A radiografia lateral da face com penetração para partes moles, para a visualização da região do cavo é um estudo facilmente acessível para o médico e relativamente cômodo para a criança4, constituindo-se num método simples para a determinação do tamanho, forma e posição das adenóides3. Cohen et al. advogam que este exame é uma modalidade apropriada para a avaliação de crianças com suspeita de hipertrofia adenoideana5. Por outro lado, a nasofibroscopia flexível é um método endoscópico que permite a observação visual e direta da nasofaringe, incluindo a tuba auditiva e a fosseta de Rosenmüller, a ação do esfíncter velofaríngeo e conseqüente avaliação funcional desta região6. Alguns autores ressaltam que a nasofibroscopia flexível deva sempre ser realizada como complementação do exame radiográfico, pois permite a visão de toda a nasofaringe, estabelecendo de forma fidedigna as relações do conteúdo e do continente7.
Este trabalho tem como objetivo avaliar e comparar o grau de hipertrofia adenoideana através de uma avaliação radiológica simples em perfil do cavo e de uma avaliação endoscópica por nasofibroscopia flexível, em crianças respiradoras orais.

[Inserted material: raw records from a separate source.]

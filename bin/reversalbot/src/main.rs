use std::sync::Arc;
use std::time::Duration;

use anyhow::Context;
use tracing::{info, warn};
use tracing_subscriber::EnvFilter;

use common::{BrokerClient, Clock, Config, MarketData, SystemClock, TradingMode};
use engine::{BrokerExecutor, Engine, EngineParts, OandaClient, PocketOptionClient};
use paper::PaperBroker;
use strategy::ReversalDetector;

/// Time given to a fresh broker session to authenticate and publish payouts.
const SESSION_SETTLE: Duration = Duration::from_secs(5);

/// Starting balance of the simulated account.
const PAPER_BALANCE: f64 = 1_000.0;

#[tokio::main]
async fn main() -> anyhow::Result<()> {
    // ── Logging ──────────────────────────────────────────────────────────────
    tracing_subscriber::fmt()
        .with_env_filter(
            EnvFilter::try_from_default_env().unwrap_or_else(|_| EnvFilter::new("info")),
        )
        .init();

    // ── Config ────────────────────────────────────────────────────────────────
    let cfg = Config::from_env();
    info!(
        mode = %cfg.trading_mode,
        demo = cfg.po_demo,
        oanda_practice = cfg.oanda_practice,
        "ReversalBot starting"
    );

    let clock: Arc<dyn Clock> = Arc::new(SystemClock);

    // ── Market data ───────────────────────────────────────────────────────────
    let market: Arc<dyn MarketData> = Arc::new(
        OandaClient::new(&cfg.oanda_token, cfg.oanda_practice).context("building OANDA client")?,
    );

    // ── Broker (injected based on TRADING_MODE) ───────────────────────────────
    let broker: Arc<dyn BrokerClient> = match cfg.trading_mode {
        TradingMode::Live => {
            info!("Live trading mode, using PocketOptionClient");
            Arc::new(PocketOptionClient::new(&cfg.po_ssid, cfg.po_demo))
        }
        TradingMode::Paper => {
            info!(pairs = cfg.paper_payouts.len(), "Paper trading mode, using PaperBroker");
            Arc::new(PaperBroker::new(
                market.clone(),
                clock.clone(),
                cfg.paper_payouts.clone(),
                PAPER_BALANCE,
                cfg.trading.period_secs,
            ))
        }
    };

    broker
        .connect()
        .await
        .context("connecting to broker")?;
    info!("Broker connected, waiting for session to settle");
    tokio::time::sleep(SESSION_SETTLE).await;

    // ── Engine ────────────────────────────────────────────────────────────────
    let executor = Arc::new(BrokerExecutor::new(broker.clone(), clock.clone()));
    let (engine, handle) = Engine::new(
        cfg.trading.clone(),
        EngineParts {
            broker: broker.clone(),
            market,
            detector: Arc::new(ReversalDetector::default()),
            executor,
            clock,
        },
    )
    .context("building engine")?;
    let engine_task = tokio::spawn(engine.run());

    info!("Trading loop started. Waiting for shutdown signal.");
    tokio::signal::ctrl_c()
        .await
        .context("listening for shutdown signal")?;
    info!("Shutdown signal received");

    handle.shutdown();
    if let Err(e) = engine_task.await {
        warn!(error = %e, "Engine task ended abnormally");
    }
    broker.disconnect().await.context("closing broker session")?;

    info!("Exiting.");
    Ok(())
}
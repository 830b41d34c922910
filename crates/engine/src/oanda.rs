use async_trait::async_trait;
use chrono::{DateTime, Utc};
use reqwest::Client;
use serde::Deserialize;
use tracing::debug;

use common::{Candle, Error, MarketData, Result};

const PRACTICE_URL: &str = "https://api-fxpractice.oanda.com";
const TRADE_URL: &str = "https://api-fxtrade.oanda.com";

/// REST v20 client for OANDA instrument candles (mid prices).
pub struct OandaClient {
    token: String,
    base_url: String,
    http: Client,
}

impl OandaClient {
    pub fn new(token: impl Into<String>, practice: bool) -> Result<Self> {
        let base_url = if practice { PRACTICE_URL } else { TRADE_URL };
        Self::with_base_url(token, base_url)
    }

    pub fn with_base_url(token: impl Into<String>, base_url: impl Into<String>) -> Result<Self> {
        let http = Client::builder()
            .use_rustls_tls()
            .build()
            .map_err(|e| Error::Http(e.to_string()))?;
        Ok(Self {
            token: token.into(),
            base_url: base_url.into(),
            http,
        })
    }
}

#[async_trait]
impl MarketData for OandaClient {
    async fn fetch_candles(&self, pair: &str, period_secs: u64, count: usize) -> Result<Vec<Candle>> {
        let instrument = provider_symbol(pair)?;
        let granularity = granularity_for(period_secs)?;
        let url = format!("{}/v3/instruments/{instrument}/candles", self.base_url);

        debug!(%instrument, granularity, count, "Fetching OANDA candles");
        let resp = self
            .http
            .get(&url)
            .bearer_auth(&self.token)
            .query(&[
                ("granularity", granularity.to_string()),
                ("count", count.to_string()),
                ("price", "M".to_string()),
            ])
            .send()
            .await
            .map_err(|e| Error::Http(e.to_string()))?;

        let status = resp.status();
        let body = resp.text().await.map_err(|e| Error::Http(e.to_string()))?;
        if !status.is_success() {
            return Err(Error::MarketData(format!("HTTP {status}: {body}")));
        }

        parse_candles(&body)
    }
}

/// `EURUSD` → `EUR_USD`. Only contiguous six-letter pairs are accepted.
pub fn provider_symbol(pair: &str) -> Result<String> {
    if pair.len() != 6 || !pair.chars().all(|c| c.is_ascii_alphabetic()) {
        return Err(Error::Symbol(pair.to_string()));
    }
    Ok(format!("{}_{}", &pair[..3], &pair[3..]).to_uppercase())
}

/// OANDA granularity code for a candle width in seconds.
pub fn granularity_for(period_secs: u64) -> Result<&'static str> {
    let code = match period_secs {
        5 => "S5",
        10 => "S10",
        15 => "S15",
        30 => "S30",
        60 => "M1",
        120 => "M2",
        240 => "M4",
        300 => "M5",
        600 => "M10",
        900 => "M15",
        1800 => "M30",
        3600 => "H1",
        7200 => "H2",
        10800 => "H3",
        14400 => "H4",
        21600 => "H6",
        28800 => "H8",
        43200 => "H12",
        86400 => "D",
        other => {
            return Err(Error::Config(format!(
                "no OANDA granularity for a {other}s candle"
            )))
        }
    };
    Ok(code)
}

/// Parse a `/candles` response body into candles, oldest first.
pub fn parse_candles(body: &str) -> Result<Vec<Candle>> {
    let resp: CandlesResponse = serde_json::from_str(body)?;
    resp.candles
        .into_iter()
        .map(|c| {
            let mid = c
                .mid
                .ok_or_else(|| Error::MarketData(format!("candle at {} has no mid prices", c.time)))?;
            Ok(Candle {
                timestamp: c.time,
                open: parse_price(&mid.o)?,
                high: parse_price(&mid.h)?,
                low: parse_price(&mid.l)?,
                close: parse_price(&mid.c)?,
            })
        })
        .collect()
}

fn parse_price(raw: &str) -> Result<f64> {
    raw.parse::<f64>()
        .map_err(|_| Error::MarketData(format!("invalid price '{raw}'")))
}

// ─── Response types ───────────────────────────────────────────────────────────

#[derive(Deserialize)]
struct CandlesResponse {
    candles: Vec<CandleEntry>,
}

#[derive(Deserialize)]
struct CandleEntry {
    time: DateTime<Utc>,
    mid: Option<MidPrices>,
}

#[derive(Deserialize)]
struct MidPrices {
    o: String,
    h: String,
    l: String,
    c: String,
}

#[cfg(test)]
mod tests {
    use super::*;

    #[test]
    fn host_follows_practice_flag() {
        assert_eq!(OandaClient::new("token", true).unwrap().base_url, PRACTICE_URL);
        assert_eq!(OandaClient::new("token", false).unwrap().base_url, TRADE_URL);
    }

    #[test]
    fn maps_contiguous_pair_to_delimited_instrument() {
        assert_eq!(provider_symbol("EURUSD").unwrap(), "EUR_USD");
        assert_eq!(provider_symbol("gbpjpy").unwrap(), "GBP_JPY");
    }

    #[test]
    fn rejects_non_pair_symbols() {
        assert!(matches!(provider_symbol("EURUSD_otc"), Err(Error::Symbol(_))));
        assert!(provider_symbol("EUR_USD").is_err());
        assert!(provider_symbol("#AAPL").is_err());
    }

    #[test]
    fn granularity_follows_period() {
        assert_eq!(granularity_for(60).unwrap(), "M1");
        assert_eq!(granularity_for(300).unwrap(), "M5");
        assert_eq!(granularity_for(3600).unwrap(), "H1");
        assert!(granularity_for(420).is_err());
    }

    #[test]
    fn parses_candles_response() {
        let body = r#"{
            "instrument": "EUR_USD",
            "granularity": "M1",
            "candles": [
                {"complete": true, "volume": 42, "time": "2024-03-04T12:00:00.000000000Z",
                 "mid": {"o": "1.08510", "h": "1.08530", "l": "1.08490", "c": "1.08520"}},
                {"complete": false, "volume": 7, "time": "2024-03-04T12:01:00.000000000Z",
                 "mid": {"o": "1.08520", "h": "1.08540", "l": "1.08515", "c": "1.08535"}}
            ]
        }"#;

        let candles = parse_candles(body).unwrap();

        assert_eq!(candles.len(), 2);
        assert_eq!(candles[0].open, 1.08510);
        assert_eq!(candles[1].close, 1.08535);
        assert!(candles[0].timestamp < candles[1].timestamp);
    }

    #[test]
    fn rejects_non_numeric_prices() {
        let body = r#"{"candles": [{"time": "2024-03-04T12:00:00Z",
            "mid": {"o": "x", "h": "1", "l": "1", "c": "1"}}]}"#;
        assert!(matches!(parse_candles(body), Err(Error::MarketData(_))));
    }
}
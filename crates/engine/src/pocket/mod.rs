pub mod protocol;

use std::collections::HashMap;
use std::sync::atomic::{AtomicU64, Ordering};
use std::sync::Arc;
use std::time::Duration;

use async_trait::async_trait;
use futures_util::{SinkExt, StreamExt};
use tokio::sync::{mpsc, oneshot, Mutex};
use tokio::task::JoinHandle;
use tokio_tungstenite::connect_async;
use tokio_tungstenite::tungstenite::client::IntoClientRequest;
use tokio_tungstenite::tungstenite::http::HeaderValue;
use tokio_tungstenite::tungstenite::Message;
use tracing::{debug, info, warn};
use url::Url;

use common::{
    BrokerClient, Error, OutcomeStatus, Placement, Result, TradeAction, TradeResult,
};

use protocol::{BrokerEvent, Frame};

const DEMO_URL: &str = "wss://demo-api-eu.po.market/socket.io/?EIO=4&transport=websocket";
const LIVE_URL: &str = "wss://api-eu.po.market/socket.io/?EIO=4&transport=websocket";
const ORIGIN: &str = "https://pocketoption.com";

/// How long a placement waits for `successopenOrder` / `failopenOrder`.
pub const PLACEMENT_TIMEOUT: Duration = Duration::from_secs(10);

enum OrderReply {
    Opened(String),
    Failed(String),
}

/// State shared between the session tasks and the client.
#[derive(Default)]
struct SessionState {
    payout_feed: Option<String>,
    pending_orders: HashMap<u64, oneshot::Sender<OrderReply>>,
    closed_deals: HashMap<String, TradeResult>,
}

struct Session {
    outbound: mpsc::UnboundedSender<Message>,
    reader: JoinHandle<()>,
    writer: JoinHandle<()>,
}

impl Session {
    fn is_alive(&self) -> bool {
        !self.reader.is_finished() && !self.writer.is_finished()
    }

    fn abort(self) {
        self.reader.abort();
        self.writer.abort();
    }
}

/// PocketOption session over Socket.IO (Engine.IO v4) on a WebSocket.
///
/// `connect` opens the socket and spawns a reader and a writer task. The reader
/// answers the handshake and pings, keeps the payout table current, and
/// routes order replies and closed deals into the shared state.
pub struct PocketOptionClient {
    ssid: String,
    demo: bool,
    url: String,
    state: Arc<Mutex<SessionState>>,
    session: Mutex<Option<Session>>,
    next_request_id: AtomicU64,
}

impl PocketOptionClient {
    pub fn new(ssid: impl Into<String>, demo: bool) -> Self {
        let url = if demo { DEMO_URL } else { LIVE_URL };
        Self::with_url(ssid, demo, url)
    }

    pub fn with_url(ssid: impl Into<String>, demo: bool, url: impl Into<String>) -> Self {
        Self {
            ssid: ssid.into(),
            demo,
            url: url.into(),
            state: Arc::new(Mutex::new(SessionState::default())),
            session: Mutex::new(None),
            next_request_id: AtomicU64::new(chrono::Utc::now().timestamp_millis() as u64),
        }
    }

    async fn is_alive(&self) -> bool {
        self.session
            .lock()
            .await
            .as_ref()
            .is_some_and(Session::is_alive)
    }

    async fn outbound(&self) -> Result<mpsc::UnboundedSender<Message>> {
        match self.session.lock().await.as_ref() {
            Some(session) if session.is_alive() => Ok(session.outbound.clone()),
            _ => Err(Error::Broker("not connected".into())),
        }
    }
}

#[async_trait]
impl BrokerClient for PocketOptionClient {
    async fn connect(&self) -> Result<()> {
        let mut session = self.session.lock().await;
        if session.as_ref().is_some_and(Session::is_alive) {
            return Ok(());
        }
        if let Some(stale) = session.take() {
            stale.abort();
        }

        let url = Url::parse(&self.url).map_err(|e| Error::WebSocket(e.to_string()))?;
        let mut request = url
            .as_str()
            .into_client_request()
            .map_err(|e| Error::WebSocket(e.to_string()))?;
        request
            .headers_mut()
            .insert("Origin", HeaderValue::from_static(ORIGIN));

        info!(demo = self.demo, "Connecting to PocketOption");
        let (ws_stream, _) = connect_async(request)
            .await
            .map_err(|e| Error::WebSocket(e.to_string()))?;
        let (mut write, read) = ws_stream.split();

        let (outbound, mut outbound_rx) = mpsc::unbounded_channel::<Message>();

        let writer = tokio::spawn(async move {
            while let Some(msg) = outbound_rx.recv().await {
                if let Err(e) = write.send(msg).await {
                    warn!(error = %e, "PocketOption write failed");
                    break;
                }
            }
        });

        let reader = tokio::spawn(read_loop(
            read,
            outbound.clone(),
            self.state.clone(),
            self.ssid.clone(),
        ));

        *session = Some(Session {
            outbound,
            reader,
            writer,
        });
        Ok(())
    }

    async fn disconnect(&self) -> Result<()> {
        if let Some(session) = self.session.lock().await.take() {
            session.abort();
            info!("PocketOption session closed");
        }
        // Dropping the senders wakes any placement still waiting for a reply
        self.state.lock().await.pending_orders.clear();
        Ok(())
    }

    async fn place_order(
        &self,
        stake: f64,
        pair: &str,
        action: TradeAction,
        expiry_secs: u64,
    ) -> Result<Placement> {
        let outbound = self.outbound().await?;
        let request_id = self.next_request_id.fetch_add(1, Ordering::Relaxed);

        let (reply_tx, reply_rx) = oneshot::channel();
        self.state
            .lock()
            .await
            .pending_orders
            .insert(request_id, reply_tx);

        let msg = protocol::open_order_message(pair, stake, action, self.demo, request_id, expiry_secs);
        outbound
            .send(Message::Text(msg))
            .map_err(|_| Error::Broker("session writer closed".into()))?;

        let reply = tokio::time::timeout(PLACEMENT_TIMEOUT, reply_rx).await;
        match reply {
            Ok(Ok(OrderReply::Opened(trade_id))) => Ok(Placement::accepted(trade_id)),
            Ok(Ok(OrderReply::Failed(reason))) => {
                warn!(pair, request_id, %reason, "Order rejected by PocketOption");
                Ok(Placement::rejected())
            }
            Ok(Err(_)) => Err(Error::Broker("session closed before order reply".into())),
            Err(_) => {
                self.state.lock().await.pending_orders.remove(&request_id);
                Err(Error::Broker(format!(
                    "no order reply within {}s",
                    PLACEMENT_TIMEOUT.as_secs()
                )))
            }
        }
    }

    async fn poll_outcome(&self, trade_id: &str) -> Result<OutcomeStatus> {
        let mut state = self.state.lock().await;
        Ok(match state.closed_deals.remove(trade_id) {
            Some(result) => OutcomeStatus::Closed(result),
            None => OutcomeStatus::Pending,
        })
    }

    /// The last published payout table, only while the session is alive.
    async fn payout_feed(&self) -> Option<String> {
        if !self.is_alive().await {
            warn!("PocketOption session is down, payout table unavailable");
            return None;
        }
        self.state.lock().await.payout_feed.clone()
    }
}

async fn read_loop<S>(
    mut read: S,
    outbound: mpsc::UnboundedSender<Message>,
    state: Arc<Mutex<SessionState>>,
    ssid: String,
) where
    S: futures_util::Stream<Item = std::result::Result<Message, tokio_tungstenite::tungstenite::Error>>
        + Unpin,
{
    let mut binary_event: Option<String> = None;

    while let Some(msg) = read.next().await {
        let msg = match msg {
            Ok(msg) => msg,
            Err(e) => {
                warn!(error = %e, "PocketOption stream error");
                break;
            }
        };

        match msg {
            Message::Text(text) => match protocol::parse_frame(&text) {
                Frame::Open => {
                    let _ = outbound.send(Message::Text("40".into()));
                }
                Frame::Connected => {
                    debug!("Namespace joined, authenticating");
                    let _ = outbound.send(Message::Text(ssid.clone()));
                }
                Frame::Ping => {
                    let _ = outbound.send(Message::Text("3".into()));
                }
                Frame::BinaryHeader(event) => binary_event = Some(event),
                Frame::Event(name, payload) => {
                    dispatch(&state, &name, payload.to_string().as_bytes()).await;
                }
                Frame::Other => {}
            },
            Message::Binary(data) => {
                if let Some(name) = binary_event.take() {
                    dispatch(&state, &name, protocol::binary_payload(&data)).await;
                }
            }
            Message::Close(frame) => {
                info!(?frame, "PocketOption closed the session");
                break;
            }
            _ => {}
        }
    }
}

async fn dispatch(state: &Mutex<SessionState>, name: &str, payload: &[u8]) {
    let event = match protocol::decode_event(name, payload) {
        Ok(Some(event)) => event,
        Ok(None) => return,
        Err(e) => {
            warn!(event = name, error = %e, "Failed to decode PocketOption event");
            return;
        }
    };

    let mut state = state.lock().await;
    match event {
        BrokerEvent::Assets(raw) => state.payout_feed = Some(raw),
        BrokerEvent::OrderOpened { request_id, trade_id } => {
            if let Some(reply) = state.pending_orders.remove(&request_id) {
                let _ = reply.send(OrderReply::Opened(trade_id));
            }
        }
        BrokerEvent::OrderFailed { request_id, reason } => {
            // Without a request id, fail the oldest outstanding order
            let id = request_id.or_else(|| state.pending_orders.keys().min().copied());
            let reply = id.and_then(|id| state.pending_orders.remove(&id));
            if let Some(reply) = reply {
                let _ = reply.send(OrderReply::Failed(reason));
            }
        }
        BrokerEvent::DealsClosed(deals) => {
            for (trade_id, result) in deals {
                debug!(%trade_id, %result, "Deal closed");
                state.closed_deals.insert(trade_id, result);
            }
        }
    }
}
use serde::{Deserialize, Serialize};
use tracing::{debug, info};

use common::{Candle, IndicatorRow, PriceSeries, Signal, TradeAction};

use crate::indicators::{RsiIndicator, SupertrendIndicator};
use crate::SignalDetector;

/// Fewer valid rows than this after warm-up means "not enough history".
pub const MIN_ROWS: usize = 3;

/// Indicator parameters of the reversal detector.
#[derive(Debug, Clone, PartialEq, Serialize, Deserialize)]
#[serde(default)]
pub struct DetectorParams {
    pub rsi_period: usize,
    pub supertrend_period: usize,
    pub supertrend_multiplier: f64,
}

impl Default for DetectorParams {
    fn default() -> Self {
        Self {
            rsi_period: 14,
            supertrend_period: 10,
            supertrend_multiplier: 3.0,
        }
    }
}

/// Supertrend reversal detector.
///
/// Builds RSI + Supertrend state for a candle series and fires when the
/// Supertrend direction of the latest row flipped relative to the row before:
/// `-1 -> +1` is a call, `+1 -> -1` is a put.
#[derive(Debug, Clone)]
pub struct ReversalDetector {
    name: String,
    rsi: RsiIndicator,
    supertrend: SupertrendIndicator,
}

impl Default for ReversalDetector {
    fn default() -> Self {
        Self::new(DetectorParams::default())
    }
}

impl ReversalDetector {
    pub fn new(params: DetectorParams) -> Self {
        Self {
            name: format!(
                "supertrend_{}_{}_reversal",
                params.supertrend_period, params.supertrend_multiplier
            ),
            rsi: RsiIndicator::new(params.rsi_period),
            supertrend: SupertrendIndicator::new(
                params.supertrend_period,
                params.supertrend_multiplier,
            ),
        }
    }

    /// Indicator state for every candle past warm-up, oldest first.
    pub fn indicator_rows(&self, series: &PriceSeries) -> Vec<IndicatorRow> {
        let candles = series.candles();
        let rsi = self.rsi.series(&series.closes());
        let st = self.supertrend.series(candles);

        (1..candles.len())
            .filter_map(|i| {
                let momentum = rsi[i].filter(|v| v.is_finite())?;
                let point = st[i].filter(|p| p.band.is_finite())?;
                let prev = st[i - 1]?;
                Some(IndicatorRow {
                    candle: candles[i],
                    momentum,
                    band: point.band,
                    direction: point.direction,
                    direction_delta: point.direction - prev.direction,
                })
            })
            .collect()
    }
}

/// Classify the last row of an indicator series.
pub fn classify(rows: &[IndicatorRow]) -> Option<TradeAction> {
    if rows.len() < MIN_ROWS {
        return None;
    }
    match rows.last()?.direction_delta {
        2 => Some(TradeAction::Call),
        -2 => Some(TradeAction::Put),
        _ => None,
    }
}

impl SignalDetector for ReversalDetector {
    fn name(&self) -> &str {
        &self.name
    }

    fn detect(&self, pair: &str, candles: Vec<Candle>) -> Option<Signal> {
        let series = PriceSeries::new(candles);
        let rows = self.indicator_rows(&series);
        if rows.len() < MIN_ROWS {
            debug!(pair, rows = rows.len(), "Not enough history for a signal");
            return None;
        }

        let action = classify(&rows)?;
        match action {
            TradeAction::Call => info!(pair, "BUY signal detected, decision: CALL"),
            TradeAction::Put => info!(pair, "SELL signal detected, decision: PUT"),
        }
        Some(Signal {
            pair: pair.to_string(),
            action,
            supporting: rows,
        })
    }
}
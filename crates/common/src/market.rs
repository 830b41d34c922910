use async_trait::async_trait;

use crate::{Candle, Result};

/// Historical candle source.
///
/// Symbols are always the broker-style contiguous pair (`EURUSD`);
/// implementations translate to their own naming at the boundary.
#[async_trait]
pub trait MarketData: Send + Sync {
    /// Fetch the most recent `count` candles of `period_secs` width, oldest first.
    /// The last candle may still be forming.
    async fn fetch_candles(&self, pair: &str, period_secs: u64, count: usize)
        -> Result<Vec<Candle>>;
}
use crate::models::job::{AssemblyMode, CompileJob};
use crate::models::settings::Settings;
use camino::Utf8PathBuf;
use indexmap::IndexMap;
use serde::{Deserialize, Serialize};
use thiserror::Error;

/// A named set of compiler options, such as "Debug" or "Release".
#[derive(Debug, Clone, PartialEq, Serialize, Deserialize)]
pub struct CompileConfiguration {
    #[serde(rename = "Name")]
    pub name: String,

    #[serde(rename = "FlagFile", default = "default_flag_file")]
    pub flag_file: String,

    #[serde(rename = "All", default = "default_true")]
    pub all: bool,

    #[serde(rename = "Quiet", default)]
    pub quiet: bool,

    #[serde(rename = "Debug", default)]
    pub debug: bool,

    #[serde(rename = "Optimize", default)]
    pub optimize: bool,

    #[serde(rename = "AssemblyOption", default)]
    pub assembly_option: AssemblyMode,

    #[serde(rename = "ImportFolders", default)]
    pub import_folders: Vec<Utf8PathBuf>,

    #[serde(rename = "CopySourceFiles", default)]
    pub copy_source_files: bool,
}

impl CompileConfiguration {
    pub fn new(name: impl Into<String>) -> Self {
        Self {
            name: name.into(),
            flag_file: default_flag_file(),
            all: true,
            quiet: false,
            debug: false,
            optimize: false,
            assembly_option: AssemblyMode::default(),
            import_folders: Vec::new(),
            copy_source_files: false,
        }
    }
}

fn default_flag_file() -> String {
    "TESV_Papyrus_Flags.flg".to_string()
}

fn default_true() -> bool {
    true
}

#[derive(Error, Debug, PartialEq, Eq)]
pub enum SolutionError {
    #[error("Solution {solution} has no configuration named {configuration}")]
    UnknownConfiguration {
        solution: String,
        configuration: String,
    },

    #[error("Solution {0} has no configuration selected")]
    NoConfigurationSelected(String),

    #[error("Skyrim path is not configured")]
    SkyrimPathNotConfigured,
}

/// A mod project: a source tree plus its build configurations.
///
/// Sources are expected under `<path>/src`, builds land in `<path>/bin/<configuration>`.
#[derive(Debug, Clone, PartialEq, Serialize, Deserialize)]
pub struct Solution {
    #[serde(rename = "Name")]
    pub name: String,

    #[serde(rename = "Path")]
    pub path: Utf8PathBuf,

    #[serde(rename = "SelectedConfiguration", default)]
    pub selected_configuration: String,

    #[serde(rename = "CompileConfigurations", default)]
    pub configurations: Vec<CompileConfiguration>,
}

impl Solution {
    /// A solution with the usual Debug and Release configurations.
    pub fn new(name: impl Into<String>, path: impl Into<Utf8PathBuf>) -> Self {
        let mut debug = CompileConfiguration::new("Debug");
        debug.debug = true;

        let mut release = CompileConfiguration::new("Release");
        release.optimize = true;

        Self {
            name: name.into(),
            path: path.into(),
            selected_configuration: debug.name.clone(),
            configurations: vec![debug, release],
        }
    }

    /// Configurations keyed by name, in declaration order.
    pub fn configurations_by_name(&self) -> IndexMap<&str, &CompileConfiguration> {
        self.configurations
            .iter()
            .map(|c| (c.name.as_str(), c))
            .collect()
    }

    pub fn configuration(&self, name: &str) -> Result<&CompileConfiguration, SolutionError> {
        self.configurations_by_name()
            .get(name)
            .copied()
            .ok_or_else(|| SolutionError::UnknownConfiguration {
                solution: self.name.clone(),
                configuration: name.to_string(),
            })
    }

    pub fn selected(&self) -> Result<&CompileConfiguration, SolutionError> {
        if self.selected_configuration.is_empty() {
            return Err(SolutionError::NoConfigurationSelected(self.name.clone()));
        }
        self.configuration(&self.selected_configuration)
    }

    /// Insert or replace a configuration by name, keeping its position if it existed.
    pub fn upsert_configuration(&mut self, configuration: CompileConfiguration) {
        match self
            .configurations
            .iter_mut()
            .find(|c| c.name == configuration.name)
        {
            Some(existing) => *existing = configuration,
            None => self.configurations.push(configuration),
        }
    }

    pub fn source_folder(&self) -> Utf8PathBuf {
        self.path.join("src")
    }

    pub fn build_folder(&self, configuration: &str) -> Utf8PathBuf {
        self.path.join("bin").join(configuration)
    }

    pub fn output_folder(&self, configuration: &str) -> Utf8PathBuf {
        self.build_folder(configuration).join("scripts")
    }

    /// Build the job that compiles `configuration` of this solution.
    pub fn compile_job(
        &self,
        configuration: &str,
        settings: &Settings,
    ) -> Result<CompileJob, SolutionError> {
        if !settings.is_skyrim_configured() {
            return Err(SolutionError::SkyrimPathNotConfigured);
        }

        let config = self.configuration(configuration)?;

        Ok(CompileJob::builder(settings.skyrim_path.clone(), self.source_folder())
            .flags(config.flag_file.clone())
            .import_folders(config.import_folders.iter().cloned())
            .output_folder(self.output_folder(&config.name))
            .all(config.all)
            .quiet(config.quiet)
            .debug(config.debug)
            .optimize(config.optimize)
            .assembly_mode(config.assembly_option)
            .check_artifacts(true)
            .timeout(settings.timeout())
            .max_workers(settings.max_workers)
            .build())
    }
}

MATERIAL E MÉTODONo período de março a junho de 2004 foram selecionadas, ao acaso, no ambulatório de Otorrinolaringologia da Faculdade de Medicina de Jundiaí, no Hospital de Clínicas de Franco da Rocha - SP (DIR-IV), 20 crianças com queixa principal de respiração oral, na faixa etária de 3 a 10 anos.
Foi solicitada a anuência por intermédio da assinatura pelo responsável de um Termo de Consentimento livre e esclarecido, após sua leitura e fornecimento de explicações sobre o estudo. A seguir foi realizada a avaliação da sintomatologia através de um questionário direcionado ao responsável do paciente, através do qual foram obtidos dados sobre roncos, baba noturna, sono ruidoso, respiração oral de suplência, sialorréia noturna, sonolência diurna, prurido nasal, espirros, rinorréia hialina e obstrução nasal. Procedeu-se então ao exame otorrinolaringológico inicial, onde foram avaliados hipertrofia e coloração das conchas nasais, presença e aspecto da rinorréia e grau de hipertrofia das tonsilas palatinas.
Foram incluídas no estudo somente crianças que não estavam na vigência de nenhum tratamento medicamentoso nem processos inflamatórios e infecciosos de vias aéreas.
Os pacientes foram então encaminhados para a realização da radiografia simples em perfil do cavo durante a fase de inspiração, em pé e com a boca fechada; estas orientações foram dadas ao técnico de radiologia e ao responsável pela criança. Imediatamente a seguir, foram submetidos à nasofibroscopia flexível, sob anestesia tópica das fossas nasais com algodão embebido em lidocaína a 10% e oximetazolina como vasoconstritor tópico. Durante a realização do exame, quando se obtinha uma visualização completa da coana, era solicitado ao paciente que inspirasse profundamente pelo nariz, para que obtivéssemos uma imagem mais fidedigna quanto à real obstrução da abertura coanal.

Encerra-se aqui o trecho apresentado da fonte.